Amar a la Iglesia, con fervor y con
entrega, rejuvenecidos por la certeza de su credibilidad y de nuestra necesidad
de ser miembros suyos santos y activos” (Pablo VI, Audiencia general,
12-septiembre-1973).
Más aún: amar la Iglesia como Cristo mismo la amó; tener hacia
Ella una mirada de amor y misericordia y ser, a la vez, dignos hijos de la Iglesia.
“Y existe la actitud amistosa;
queremos decir filial. La nuestra. Que no es, por eso, ingenua y aduladora.
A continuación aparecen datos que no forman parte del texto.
//! Chrome Web Store API client for extship.
//!
//! This crate wraps the Chrome Web Store publish API (v1.1): exchanging an
//! OAuth2 refresh token for an access token, uploading a new package for an
//! existing item, publishing it, and reading the item back.
//!
//! # Example
//!
//! ```no_run
//! use extship_chrome::ChromeWebStore;
//! use extship_types::{ChromeCredentials, PublishTarget};
//!
//! let credentials = ChromeCredentials {
//!     extension_id: "ecnglinljpjkbgmdpeiglonddahpbkeb".to_string(),
//!     client_id: "client-id".to_string(),
//!     client_secret: Some("client-secret".to_string()),
//!     refresh_token: "refresh-token".to_string(),
//! };
//!
//! let mut store = ChromeWebStore::new(credentials).expect("client");
//! let bytes = std::fs::read("extension.zip").expect("read package");
//! let item = store.upload_package(&bytes).expect("upload");
//! println!("upload state: {:?}", item.upload_state);
//! store.publish(PublishTarget::Default).expect("publish");
//! ```

use std::fmt;
use std::time::Duration;

use chrono::{DateTime, Utc};
use extship_types::{ChromeCredentials, Projection, PublishTarget, StoreError, decode_response};
use reqwest::blocking::{Client, RequestBuilder};
use serde::{Deserialize, Serialize};

/// Default root for both the OAuth2 token endpoint and the store API
pub const CHROME_API_ROOT: &str = "https://www.googleapis.com";

/// Default timeout for API requests. Package uploads can be large.
pub const DEFAULT_TIMEOUT_SECS: u64 = 300;

/// User agent sent with every request
pub const USER_AGENT: &str = concat!("extship/", env!("CARGO_PKG_VERSION"));

const API_VERSION_HEADER: &str = "x-goog-api-version";
const API_VERSION: &str = "2";

/// An OAuth2 access token and when it was obtained.
#[derive(Clone, PartialEq, Eq)]
pub struct AccessToken {
    pub token: String,
    pub issued_at: DateTime<Utc>,
}

impl fmt::Debug for AccessToken {
    fn fmt(&self, f: &mut fmt::Formatter<'_>) -> fmt::Result {
        f.debug_struct("AccessToken")
            .field("token", &extship_types::mask_secret(&self.token))
            .field("issued_at", &self.issued_at)
            .finish()
    }
}

/// Credentials plus the access token currently in use.
///
/// The token is fetched on first use and kept until [`ChromeSession::clear`]
/// is called. Expiry is not tracked.
#[derive(Debug, Clone)]
pub struct ChromeSession {
    credentials: ChromeCredentials,
    cached: Option<AccessToken>,
}

impl ChromeSession {
    pub fn new(credentials: ChromeCredentials) -> Self {
        Self {
            credentials,
            cached: None,
        }
    }

    pub fn credentials(&self) -> &ChromeCredentials {
        &self.credentials
    }

    pub fn cached_token(&self) -> Option<&AccessToken> {
        self.cached.as_ref()
    }

    pub fn clear(&mut self) {
        self.cached = None;
    }

    fn store(&mut self, token: String) -> &AccessToken {
        self.cached.insert(AccessToken {
            token,
            issued_at: Utc::now(),
        })
    }
}

/// Chrome Web Store API client
#[derive(Debug, Clone)]
pub struct ChromeWebStore {
    root_url: String,
    timeout: Duration,
    http: Client,
    session: ChromeSession,
}

impl ChromeWebStore {
    /// Create a client against the public Google endpoints
    pub fn new(credentials: ChromeCredentials) -> Result<Self, StoreError> {
        let timeout = Duration::from_secs(DEFAULT_TIMEOUT_SECS);
        Ok(Self {
            root_url: CHROME_API_ROOT.to_string(),
            timeout,
            http: build_http(timeout)?,
            session: ChromeSession::new(credentials),
        })
    }

    /// Point the client at a different root (staging proxy, test server)
    pub fn with_root_url(mut self, root_url: &str) -> Self {
        self.root_url = root_url.trim_end_matches('/').to_string();
        self
    }

    /// Set the request timeout
    pub fn with_timeout(mut self, timeout: Duration) -> Result<Self, StoreError> {
        self.timeout = timeout;
        self.http = build_http(timeout)?;
        Ok(self)
    }

    pub fn root_url(&self) -> &str {
        &self.root_url
    }

    pub fn session(&self) -> &ChromeSession {
        &self.session
    }

    pub fn extension_id(&self) -> &str {
        &self.session.credentials.extension_id
    }

    /// Upload a new package for the existing item.
    pub fn upload_package(&mut self, package: &[u8]) -> Result<ItemResource, StoreError> {
        let url = format!(
            "{}/upload/chromewebstore/v1.1/items/{}",
            self.root_url,
            self.extension_id()
        );
        let request = self.http.put(url).body(package.to_vec());
        self.send_authorized(request, "upload request failed")
    }

    /// Publish the most recently uploaded package to `target`.
    pub fn publish(&mut self, target: PublishTarget) -> Result<PublishResult, StoreError> {
        let url = format!(
            "{}/chromewebstore/v1.1/items/{}/publish?publishTarget={}",
            self.root_url,
            self.extension_id(),
            target.as_str()
        );
        // Google rejects body-less POSTs without an explicit length.
        let request = self.http.post(url).body(Vec::<u8>::new());
        self.send_authorized(request, "publish request failed")
    }

    /// Read the item at the given projection.
    pub fn get_item(&mut self, projection: Projection) -> Result<ItemResource, StoreError> {
        let url = format!(
            "{}/chromewebstore/v1.1/items/{}?projection={}",
            self.root_url,
            self.extension_id(),
            projection.as_str()
        );
        let request = self.http.get(url);
        self.send_authorized(request, "item request failed")
    }

    /// Drop the cached access token so the next call re-authenticates.
    pub fn clear_cached_token(&mut self) {
        self.session.clear();
    }

    /// Return the cached access token, fetching one if none is cached.
    pub fn access_token(&mut self) -> Result<&AccessToken, StoreError> {
        if self.session.cached.is_none() {
            let token = self.fetch_access_token()?;
            self.session.store(token);
        }
        self.session
            .cached
            .as_ref()
            .ok_or_else(|| StoreError::Auth("access token missing after refresh".to_string()))
    }

    fn fetch_access_token(&self) -> Result<String, StoreError> {
        let url = format!("{}/oauth2/v4/token", self.root_url);
        let credentials = &self.session.credentials;
        let request = TokenRequest {
            client_id: &credentials.client_id,
            refresh_token: &credentials.refresh_token,
            grant_type: "refresh_token",
            client_secret: credentials.client_secret.as_deref(),
        };

        let response = self
            .http
            .post(url)
            .json(&request)
            .send()
            .map_err(|e| StoreError::Auth(format!("token request failed: {e}")))?;

        let status = response.status();
        let body = response
            .text()
            .map_err(|e| StoreError::Auth(format!("failed to read token response: {e}")))?;

        if !status.is_success() {
            return Err(StoreError::Auth(format!(
                "token endpoint returned {}: {}",
                status.as_u16(),
                body
            )));
        }

        let parsed: TokenResponse = serde_json::from_str(&body)
            .map_err(|e| StoreError::Auth(format!("unreadable token response: {e}")))?;

        match parsed.access_token {
            Some(token) if !token.trim().is_empty() => Ok(token),
            _ => Err(StoreError::Auth(
                "token response did not contain an access_token".to_string(),
            )),
        }
    }

    fn send_authorized<T: serde::de::DeserializeOwned>(
        &mut self,
        request: RequestBuilder,
        context: &str,
    ) -> Result<T, StoreError> {
        let bearer = format!("Bearer {}", self.access_token()?.token);
        let response = request
            .header(reqwest::header::AUTHORIZATION, bearer)
            .header(API_VERSION_HEADER, API_VERSION)
            .send()
            .map_err(|e| StoreError::transport(context, e))?;

        let status = response.status().as_u16();
        let body = response
            .text()
            .map_err(|e| StoreError::transport(format!("{context}: unreadable body"), e))?;
        decode_response(status, body)
    }
}

fn build_http(timeout: Duration) -> Result<Client, StoreError> {
    Client::builder()
        .timeout(timeout)
        .user_agent(USER_AGENT)
        .build()
        .map_err(|e| StoreError::transport("failed to build HTTP client", e))
}

#[derive(Debug, Serialize)]
struct TokenRequest<'a> {
    client_id: &'a str,
    refresh_token: &'a str,
    grant_type: &'a str,
    #[serde(skip_serializing_if = "Option::is_none")]
    client_secret: Option<&'a str>,
}

#[derive(Debug, Deserialize)]
struct TokenResponse {
    access_token: Option<String>,
}

/// Item resource returned by upload and get
#[derive(Debug, Clone, PartialEq, Eq, Serialize, Deserialize)]
#[serde(rename_all = "camelCase")]
pub struct ItemResource {
    #[serde(default, skip_serializing_if = "Option::is_none")]
    pub kind: Option<String>,
    pub id: String,
    #[serde(default, skip_serializing_if = "Option::is_none")]
    pub public_key: Option<String>,
    /// `SUCCESS`, `IN_PROGRESS`, `FAILURE` or `NOT_FOUND`
    #[serde(default, skip_serializing_if = "Option::is_none")]
    pub upload_state: Option<String>,
    #[serde(default, skip_serializing_if = "Option::is_none")]
    pub crx_version: Option<String>,
    #[serde(default, skip_serializing_if = "Vec::is_empty")]
    pub item_error: Vec<ItemError>,
}

impl ItemResource {
    pub fn upload_failed(&self) -> bool {
        self.upload_state.as_deref() == Some("FAILURE")
    }

    pub fn upload_in_progress(&self) -> bool {
        self.upload_state.as_deref() == Some("IN_PROGRESS")
    }

    /// All item errors joined for display
    pub fn error_summary(&self) -> String {
        self.item_error
            .iter()
            .map(|e| format!("{}: {}", e.error_code, e.error_detail))
            .collect::<Vec<_>>()
            .join("; ")
    }
}

/// One entry of an item's `itemError` list
#[derive(Debug, Clone, PartialEq, Eq, Serialize, Deserialize)]
pub struct ItemError {
    #[serde(default)]
    pub error_code: String,
    #[serde(default)]
    pub error_detail: String,
}

/// Response from the publish endpoint
#[derive(Debug, Clone, PartialEq, Eq, Serialize, Deserialize)]
pub struct PublishResult {
    #[serde(default, skip_serializing_if = "Option::is_none")]
    pub kind: Option<String>,
    pub item_id: String,
    #[serde(default)]
    pub status: Vec<String>,
    #[serde(default, rename = "statusDetail")]
    pub status_detail: Vec<String>,
}

impl PublishResult {
    /// Whether the store took the publish request. Review-pending counts.
    pub fn is_accepted(&self) -> bool {
        self.status
            .iter()
            .any(|s| s == "OK" || s == "ITEM_PENDING_REVIEW")
    }

    pub fn detail(&self) -> String {
        if self.status_detail.is_empty() {
            self.status.join(", ")
        } else {
            self.status_detail.join("; ")
        }
    }
}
Permanece objetiva, es más crítica y, si es necesario, severa. Pero filial; es
decir, parte del amor, como la de Cristo. No está orientada a priori a la búsqueda de los defectos,
a divulgarlos de propio intento, a limitarse a una función contestataria y
denigrante (¿no existen hoy publicaciones que se llaman católicas, que han
hecho de esta ingrata tarea su propio programa?) “La caridad es... benigna,
dice san Pablo haciendo el panegírico del primero entre los carismas, ...no
piensa mal, no se alegra de la injusticia”, etc. (1Co 13,4ss). Además, la
visión que Cristo tiene de su Iglesia se refiere sólo en parte, sólo in fieri, a nuestra Iglesia peregrina en
este mundo pecador, sólo a los inocentes, sólo a los revestidos de gracia, sólo
a los fieles unidos a Cristo en la Eucaristía, en resumen, sólo a los santos (y son
en realidad mucho más numerosos que los pocos que veneramos en los altares);
pero seguramente la visión de Cristo, que se ha modelado su Esposa en belleza
perfecta, se refiere al paraíso, que es una realidad inconcebible ahora para
nosotros, pero una realidad que basta para llenar nuestros espíritus de entusiasmo
por la Iglesia
de hoy y de la eternidad” (PABLO VI, Audiencia general, 7-junio-1972).
Amar a la
Iglesia es la disposición de los católicos fieles, hijos de la Iglesia, miembros vivos de
la Iglesia y
no críticos inertes; y amarla pese a sus deficiencias humanas y a pesar de los
pecados de sus miembros.
“La Iglesia necesita hoy más que nunca esta fidelidad. No es adhesión pasiva, profesada por la fuerza de la inercia y por pereza espiritual, o conservada más fuera que dentro del corazón, por el temor de perder la estima de los otros o de chocar con las molestias de la sinceridad negativa o traidora. El amor no oculta los defectos y las necesidades, que un ojo filial puede descubrir aun en la madre Iglesia, y los advierte mejor, sufre más por ellos y piensa más en ponerles remedio. Pero es ojo límpido, ojo amoroso el que ve sobre todo el bien en la Iglesia. ¿O es que quizá no existe ya bien alguno que reconocer en la Iglesia para que ahora haya que “contestar” y ofender tanto? ¿No son con frecuencia los hermanos separados aún de nosotros quienes admiran y envidian tantos tesoros que la Iglesia católica y romana posee y defiende? ¿O quizá será porque su tradición, el aspecto hoy más difamado de nuestra Iglesia, no brilla con hombres y obras grandes? ¿O es que quizá ella no nos da aún hoy ejemplos de sabiduría y de santidad.Amar a la Iglesia. Ésta es la necesidad del momento, éste es nuestro deber.Las críticas y las reformas son posibles y útiles, a condición de que sea el auténtico amor quien las promueva. Amarla, como y porque Cristo la ha amado y porque se ha sacrificado; por tanto, con sacrificio nuestro. Así debemos también comportarnos todos” (PABLO VI, Audiencia general, 24-septiembre-1969).